Background: Exposure to bacterial products in early life could protect against development of atopy. We examined the effect of bacterial lipopolysaccharide on allergic inflammation and expression of cytokines and lipopolysaccharide receptor (toll-like receptor 4 TLR4) in nasal mucosa of 15 atopic children and ten atopic adults.

Methods: Explanted mucosa was cultured with allergen with or without lipopolysaccharide (0.1 mg/L) for 24 h. Immunocytochemistry and in-situ hybridisation were used to phenotype the cells and cytokines.

Findings: In explants from atopic children, lipopolysaccharide prevented allergen-induced T-helper type 2 (Th2) inflammation and upregulated Th1 cytokine reactivity and expression.
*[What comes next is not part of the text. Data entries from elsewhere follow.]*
use serde::{Deserialize, Serialize};

#[derive(Debug, Clone, PartialEq, Eq, Hash, Serialize, Deserialize)]
pub struct PullRequestRef {
    pub number: u64,
    pub url: String,
    pub branch: String,
}

#[derive(Debug, Clone, Copy, PartialEq, Eq, Serialize, Deserialize)]
#[serde(rename_all = "snake_case")]
pub enum PullRequestState {
    Open,
    Merged,
    Closed,
}

/// Point-in-time view of a pull request as reported by the SCM.
#[derive(Debug, Clone, PartialEq, Eq, Serialize, Deserialize)]
pub struct PullRequestStatus {
    pub state: PullRequestState,
    /// `None` while the host is still computing mergeability.
    pub mergeable: Option<bool>,
    pub head_sha: Option<String>,
}

#[derive(Debug, Clone, Copy, PartialEq, Eq, Default, Serialize, Deserialize)]
#[serde(rename_all = "snake_case")]
pub enum CiStatus {
    #[default]
    None,
    Pending,
    Passing,
    Failing,
}

impl CiStatus {
    pub const fn as_str(self) -> &'static str {
        match self {
            Self::None => "none",
            Self::Pending => "pending",
            Self::Passing => "passing",
            Self::Failing => "failing",
        }
    }

    pub fn parse(value: &str) -> Option<Self> {
        match value.trim() {
            "none" => Some(Self::None),
            "pending" => Some(Self::Pending),
            "passing" => Some(Self::Passing),
            "failing" => Some(Self::Failing),
            _ => None,
        }
    }
}

#[derive(Debug, Clone, Copy, PartialEq, Eq, Default, Serialize, Deserialize)]
#[serde(rename_all = "snake_case")]
pub enum ReviewDecision {
    #[default]
    None,
    Pending,
    Approved,
    ChangesRequested,
}

impl ReviewDecision {
    pub const fn as_str(self) -> &'static str {
        match self {
            Self::None => "none",
            Self::Pending => "pending",
            Self::Approved => "approved",
            Self::ChangesRequested => "changes_requested",
        }
    }

    pub fn parse(value: &str) -> Option<Self> {
        match value.trim() {
            "none" => Some(Self::None),
            "pending" => Some(Self::Pending),
            "approved" => Some(Self::Approved),
            "changes_requested" => Some(Self::ChangesRequested),
            _ => None,
        }
    }
}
These effects were blocked by antibody to interleukin 10. In children but not in adults, lipopolysaccharide caused increases of three times in T-cell reactivity, five times in T-cell proliferation, and four times in expression of interleukin 10 compared with mucosa stimulated with allergen alone. This difference in response was mirrored by lipopolysaccharide-induced increases in TLR4 reactivity in children but not adults. TLR4 receptor was expressed by CD3-positive T cells, and TLR4-positive cells contained interleukin 10. Lipopolysaccharide increased expression of cells positive for both CD3 and TLR4; both TLR4 and interleukin 10; and both CD4 and CD25.
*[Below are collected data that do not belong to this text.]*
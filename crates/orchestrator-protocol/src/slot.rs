use std::fmt;

use serde::{Deserialize, Serialize};

#[derive(Debug, Clone, Copy, PartialEq, Eq, Hash, PartialOrd, Ord, Serialize, Deserialize)]
#[serde(rename_all = "snake_case")]
pub enum PluginSlot {
    Runtime,
    Agent,
    Workspace,
    Tracker,
    Scm,
    Notifier,
}

pub const ALL_PLUGIN_SLOTS: [PluginSlot; 6] = [
    PluginSlot::Runtime,
    PluginSlot::Agent,
    PluginSlot::Workspace,
    PluginSlot::Tracker,
    PluginSlot::Scm,
    PluginSlot::Notifier,
];

impl PluginSlot {
    pub const fn as_str(self) -> &'static str {
        match self {
            Self::Runtime => "runtime",
            Self::Agent => "agent",
            Self::Workspace => "workspace",
            Self::Tracker => "tracker",
            Self::Scm => "scm",
            Self::Notifier => "notifier",
        }
    }

    pub fn from_name(value: &str) -> Option<Self> {
        ALL_PLUGIN_SLOTS
            .iter()
            .copied()
            .find(|slot| slot.as_str() == value)
    }
}

impl fmt::Display for PluginSlot {
    fn fmt(&self, f: &mut fmt::Formatter<'_>) -> fmt::Result {
        f.write_str(self.as_str())
    }
}

/// Namespaced `<slot>.<name>` key addressing one registered plugin.
#[derive(Debug, Clone, PartialEq, Eq, Hash, PartialOrd, Ord, Serialize, Deserialize)]
pub struct PluginKey {
    pub slot: PluginSlot,
    pub name: String,
}

impl PluginKey {
    pub fn new(slot: PluginSlot, name: impl Into<String>) -> Self {
        Self {
            slot,
            name: name.into(),
        }
    }

    pub fn as_key(&self) -> String {
        format!("{}.{}", self.slot.as_str(), self.name)
    }

    pub fn from_key(value: &str) -> Option<Self> {
        let (slot, name) = value.trim().split_once('.')?;
        let slot = PluginSlot::from_name(slot)?;
        if !is_valid_plugin_name(name) {
            return None;
        }
        Some(Self::new(slot, name))
    }
}

impl fmt::Display for PluginKey {
    fn fmt(&self, f: &mut fmt::Formatter<'_>) -> fmt::Result {
        write!(f, "{}.{}", self.slot.as_str(), self.name)
    }
}

pub fn is_valid_plugin_name(name: &str) -> bool {
    !name.is_empty()
        && name
            .chars()
            .all(|ch| ch.is_ascii_lowercase() || ch.is_ascii_digit() || ch == '_' || ch == '-')
}
use orchestrator_protocol::event::EVENT_SESSION_RESOURCE_LEAK;
use orchestrator_protocol::{
    call_with_policy, OrchestratorError, OrchestratorResult, WorkspaceInfo,
};
use orchestrator_registry::ResolvedProject;
use orchestrator_store::SessionRecord;
use serde_json::json;
use tokio_util::sync::CancellationToken;
use tracing::error;

use crate::context::LifecycleContext;

#[derive(Debug, Clone, Default, PartialEq, Eq)]
pub struct TeardownReport {
    pub runtime_destroyed: bool,
    pub workspace_destroyed: bool,
    pub leaks: Vec<String>,
}

/// Destroys the runtime and, when `destroy_workspace` is set, the workspace.
///
/// Teardown failures never block the caller from marking the session
/// finished: each becomes a `session.resource_leak` event and the residual
/// workspace path stays on the record for operator cleanup. The record's
/// runtime handle and workspace path are cleared either way.
pub async fn teardown_resources(
    ctx: &LifecycleContext,
    project: &ResolvedProject,
    record: &mut SessionRecord,
    destroy_workspace: bool,
    cancel: &CancellationToken,
) -> OrchestratorResult<TeardownReport> {
    let mut report = TeardownReport::default();

    if let Some(handle) = record.runtime_handle.clone() {
        let runtime = &project.plugins.runtime;
        match call_with_policy("runtime.destroy", &ctx.call_policy, cancel, || {
            runtime.destroy(&handle)
        })
        .await
        {
            Ok(()) => report.runtime_destroyed = true,
            Err(error) if error.is_cancelled() => return Err(error),
            Err(error) => {
                record_leak(ctx, record, "runtime", handle.as_str(), &error)?;
                report.leaks.push(error.to_string());
            }
        }
        record.runtime_handle = None;
    }

    if !destroy_workspace {
        return Ok(report);
    }
    let Some(path) = record.workspace_path.clone() else {
        return Ok(report);
    };
    let info = WorkspaceInfo {
        path: path.clone(),
        branch: record.workspace_branch.clone().unwrap_or_default(),
    };
    let workspace = &project.plugins.workspace;
    match call_with_policy("workspace.destroy", &ctx.call_policy, cancel, || {
        workspace.destroy(&project.context, &info)
    })
    .await
    {
        Ok(()) => report.workspace_destroyed = true,
        Err(error) if error.is_cancelled() => return Err(error),
        Err(error) => {
            record_leak(ctx, record, "workspace", &path.display().to_string(), &error)?;
            record.residual_workspace = Some(path);
            report.leaks.push(error.to_string());
        }
    }
    record.workspace_path = None;
    Ok(report)
}

fn record_leak(
    ctx: &LifecycleContext,
    record: &mut SessionRecord,
    resource: &str,
    target: &str,
    cause: &OrchestratorError,
) -> OrchestratorResult<()> {
    let leak = OrchestratorError::ResourceLeak(format!("{resource} {target}: {}", cause.detail()));
    error!(
        session_id = %record.id,
        resource,
        target,
        error = %leak,
        "session teardown left a resource behind"
    );
    ctx.emit(
        record,
        EVENT_SESSION_RESOURCE_LEAK,
        json!({
            "resource": resource,
            "target": target,
            "kind": cause.kind(),
            "detail": leak.detail(),
        }),
    )?;
    record.status_detail = Some(leak.to_string());
    Ok(())
}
Interpretation: Lipopolysaccharide inhibits allergic inflammation in nasal mucosa of atopic children by skewing local immune responses from Th2 to Th1 and upregulating production of interleukin 10. These effects are mediated by TLR4. Our results emphasise an important difference between adults and children in their ability to respond to bacterial products. These differences could have a role in normal maturation of the immune system.